On 18 October, Laporta defended his presidency in front of the media by stating that, "We just want them to give us the documentation regarding the biased and demagogic statement made by the representative of KPMG." He also stated, "The board has not had the courage to explain things", and, "We have nothing to hide, everything has its explanation and justification." Laporta did not hold back and branded the new president "envious, resentful and jealous" and "I have a very clear conscience and the truth on my side". He continue to berate the new board by stating, "My greatest desire after spending a few years of my life at Barça and the results we got was to become a socio, go back to my seat, go to football games with my kids and enjoy this club. They do not let me. Ad not only do they not let me, but I see some attempts to ridicule, dishonor the reputation we have. No way I'm left alone. After the assembly of delegates, I understand that there was an indecent maneuver with the exposure of the 'due diligence'... It was sectarian, demagogic and an interest to scorn against me and create an alarm among the social mass."

===November===
On 29 November, one of the most eagerly-awaited Clásico in recent times was scheduled on a Monday due to the elections to the Parliament of Catalonia, which was held on the day before. The match featured 13 of the 23 winning players on Spain's 2010 FIFA World Cup squad and currently the two most successful managers in football, with Pep Guardiola and Real Madrid's José Mourinho. The match itself was a complete domination by Barcelona, with an emphatic 5–0 trashing of their eternal rival. The game showcased Barça's mastering of the tiki-taka in combination with the Total Football philosophy and the superb team-work of whom many consider the top three players in the world: Messi, Xavi and Andrés Iniesta. The international press hailed Barcelona's impressive win and their football as currently the best in the game, while some questioned whether the Real Madrid squad was "ready" for the magnitude of this match.

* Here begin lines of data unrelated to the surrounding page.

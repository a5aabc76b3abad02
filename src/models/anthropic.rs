use async_trait::async_trait;
use reqwest::Client;
use serde::{Deserialize, Serialize};
use serde_json::Value;
use std::time::Duration;
use tracing::{debug, warn};

use crate::error::{Error, Result};
use crate::models::canonical::{
    normalize_arguments, offered_functions, CanonicalMessage, CanonicalRequest, CanonicalResponse,
    FunctionCall, Role,
};
use crate::models::openai_compat::call_id_or_default;
use crate::models::provider::{build_http_client, send_json, vision_images, ModelProvider};
use crate::models::registry::{ModelConfig, ProviderKind};

const API_VERSION: &str = "2023-06-01";
const WEB_SEARCH_TOOL_TYPE: &str = "web_search_20250305";

pub struct AnthropicProvider {
    client: Client,
    api_key: String,
    base_url: String,
    config: ModelConfig,
}

impl AnthropicProvider {
    pub fn new(config: ModelConfig, timeout: Duration) -> Result<Self> {
        let api_key = config.resolve_api_key()?;
        let base_url = config.base_url(ProviderKind::Anthropic);
        Ok(Self {
            client: build_http_client(timeout)?,
            api_key,
            base_url,
            config,
        })
    }

    /// Instruction and system turns both land in the top-level `system` field.
    fn convert_messages(&self, request: &CanonicalRequest) -> (Option<String>, Vec<AnthropicMessage>) {
        let mut system_parts: Vec<String> = request.instruction().map(str::to_string).into_iter().collect();
        let mut messages = Vec::with_capacity(request.conversation_history.len() + 1);

        for message in &request.conversation_history {
            match message {
                CanonicalMessage::Text { role: Role::System, content } => {
                    if !content.is_empty() {
                        system_parts.push(content.clone());
                    }
                }
                CanonicalMessage::Text { role, content } => {
                    let role = if *role == Role::User { "user" } else { "assistant" };
                    messages.push(AnthropicMessage {
                        role: role.to_string(),
                        content: vec![ContentBlock::Text { text: content.clone() }],
                    });
                }
                CanonicalMessage::FunctionCall { name, arguments, call_id } => {
                    messages.push(AnthropicMessage {
                        role: "assistant".to_string(),
                        content: vec![ContentBlock::ToolUse {
                            id: call_id_or_default(call_id, name),
                            name: name.clone(),
                            input: Value::Object(arguments.clone()),
                        }],
                    });
                }
                CanonicalMessage::FunctionCallOutput { name, call_id, output } => {
                    messages.push(AnthropicMessage {
                        role: "user".to_string(),
                        content: vec![ContentBlock::ToolResult {
                            tool_use_id: call_id_or_default(call_id, name),
                            content: output.clone(),
                        }],
                    });
                }
            }
        }

        let images = vision_images("Claude", &self.config, &request.img_data);
        if !images.is_empty() {
            if messages.last().map(|m| m.role.as_str()) != Some("user") {
                messages.push(AnthropicMessage {
                    role: "user".to_string(),
                    content: Vec::new(),
                });
            }
            if let Some(last) = messages.last_mut() {
                last.content.extend(images.iter().map(|image| ContentBlock::Image {
                    source: ImageSource {
                        kind: "base64".to_string(),
                        media_type: image.mime_type().to_string(),
                        data: image.to_base64(),
                    },
                }));
            }
        }

        let system = if system_parts.is_empty() {
            None
        } else {
            Some(system_parts.join("\n\n"))
        };
        (system, messages)
    }

    fn convert_tools(&self, request: &CanonicalRequest) -> Option<Vec<AnthropicTool>> {
        let mut tools: Vec<AnthropicTool> = offered_functions(&request.available_functions, self.config.web_search)
            .map(|function| AnthropicTool::Custom {
                name: function.name.clone(),
                description: function.description.clone(),
                input_schema: function.parameters_schema(),
            })
            .collect();

        if self.config.web_search {
            tools.push(AnthropicTool::WebSearch {
                name: "web_search".to_string(),
                max_uses: self.config.web_search_max_uses,
            });
        }

        if tools.is_empty() {
            None
        } else {
            Some(tools)
        }
    }

    fn build_request(&self, request: &CanonicalRequest, thinking: bool) -> AnthropicRequest {
        let (system, messages) = self.convert_messages(request);
        AnthropicRequest {
            model: self.config.wire_model_id.clone(),
            max_tokens: self.config.max_tokens,
            system,
            messages,
            // Extended thinking rejects any temperature other than the default.
            temperature: (!thinking).then_some(self.config.temperature),
            tools: self.convert_tools(request),
            thinking: thinking.then(|| Thinking {
                kind: "enabled".to_string(),
                budget_tokens: self.config.thinking_budget_tokens,
            }),
        }
    }

    async fn make_request(&self, request: &AnthropicRequest) -> Result<AnthropicResponse> {
        debug!(
            "Making Anthropic API request to model: {} (thinking: {})",
            request.model,
            request.thinking.is_some()
        );

        let builder = self
            .client
            .post(format!("{}/messages", self.base_url))
            .header("x-api-key", &self.api_key)
            .header("anthropic-version", API_VERSION)
            .json(request);

        send_json("Anthropic", builder).await
    }
}
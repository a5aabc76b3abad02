pub mod anthropic;
pub mod canonical;
pub mod deepseek;
pub mod gemini;
pub mod grok;
pub mod openai;
pub(crate) mod openai_compat;
pub mod provider;
pub mod registry;
pub mod router;

pub use canonical::{
    CanonicalMessage, CanonicalRequest, CanonicalResponse, FunctionArguments, FunctionCall, FunctionDeclaration,
    ImageData, ParameterSpec, ResponseStatus, Role,
};
pub use provider::{ModelProvider, ProviderCall};
pub use registry::{ModelConfig, ModelRegistry, ProviderKind};
pub use router::{HttpProviderFactory, ProviderFactory, ProviderRouter};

Guardiola stated, "it was a spectacle" and "how we did it – that makes us proud. Now just let us sit back and enjoy that win – we'll reflect and look at the whole game, but now it would be wrong not to revel in the win. Games like that happen very rarely indeed". In regards to Madrid, Pep stated, "This match isn't representative of the difference between the two teams. They are a very good team, they came here unbeaten and as league leaders. Today all of our players played well and that was the difference."

After the victory, Barcelona took over first place in La Liga's table, ahead of Madrid by two points with 25 rounds left to play.

===December===
On 6 December, the finalists for the FIFA Ballon d'Or were announced. Barcelona players (Messi, Xavi and Iniesta) took all three spots, with the results to be declared on 10 January in Zürich. This was a monumental moment for Barcelona, as the three best players in the world were not only from the club, but all three came from Barcelona's youth system at La Masia.

On 13 December, president Rosell made final the signing of a five-and-a-half-year, €170 million shirt sponsorship with the Qatar Foundation, thus ending Barça's tradition of not having paid sponsors on their shirt. The deal made it the highest paid shirt sponsorship in the world, beating both Manchester United's deal with Aon and Liverpool's deal with Standard Chartered reached the prior year.

===January===
On 10 January, Lionel Messi was crowned the 2010 FIFA Ballon d'Or winner. His teammates Andrés Iniesta and Xavi finished second and third respectively. Messi became the first player to win the new prize after the FIFA World Player of the Year and Ballon d'Or merged to become the FIFA Ballon d'Or. He also became the first player since Marco van Basten to win the Ballon d'Or and Ronaldinho the FIFA World Player of the Year in consecutive years after an impressive year in which he tallied 60 goals in 64 games.

On 19 January, Barça's team record of 28 matches unbeaten was ended after being defeated 3–1 by Real Betis of the Segunda División in the second leg of their quarter-finals tie of the Copa del Rey. Barcelona, however, advanced to the semi-finals on a 6–3 aggregate score after winning the first leg at the Camp Nou 5–0.

On 29 January, Barça defeated Hércules 0–3 to match the record for most consecutive league wins in a La Liga season, at 15. The record was previously set by Real Madrid during the 1960–61 season.

===February===
On 2 February, both Barcelona and Real Madrid advanced to the Final of the Copa del Rey by defeating Almería (8–0 on aggregate) and Sevilla (0–3 on aggregate), respectively. This was the first final between the Spanish giants after 21 years in the making when the clubs last faced in 1990 with Barça winning 2–0 at the Mestalla Stadium in Valencia.

On 5 February, Barcelona broke the record for most consecutive league wins with 16 victories after they defeated Atlético Madrid 3–0 at Camp Nou. Lionel Messi scored a hat-trick to ensure the victory for his side and after the match stated, "It's an honor to be able to pass a record set by a great like Di Stéfano" and, "If the record has been around for so long is because it's very complicated to achieve and we have reached it by defeating a very difficult team who's going through a bad situation, which makes it even more difficult."

===March===
On 2 March, Adriano assisted Lionel Messi to score a late goal and give Barcelona a 0–1 away win against Valencia. Messi now tallied 27 goals in La Liga for the season, keeping him in the running for the Pichichi Trophy as top scorer.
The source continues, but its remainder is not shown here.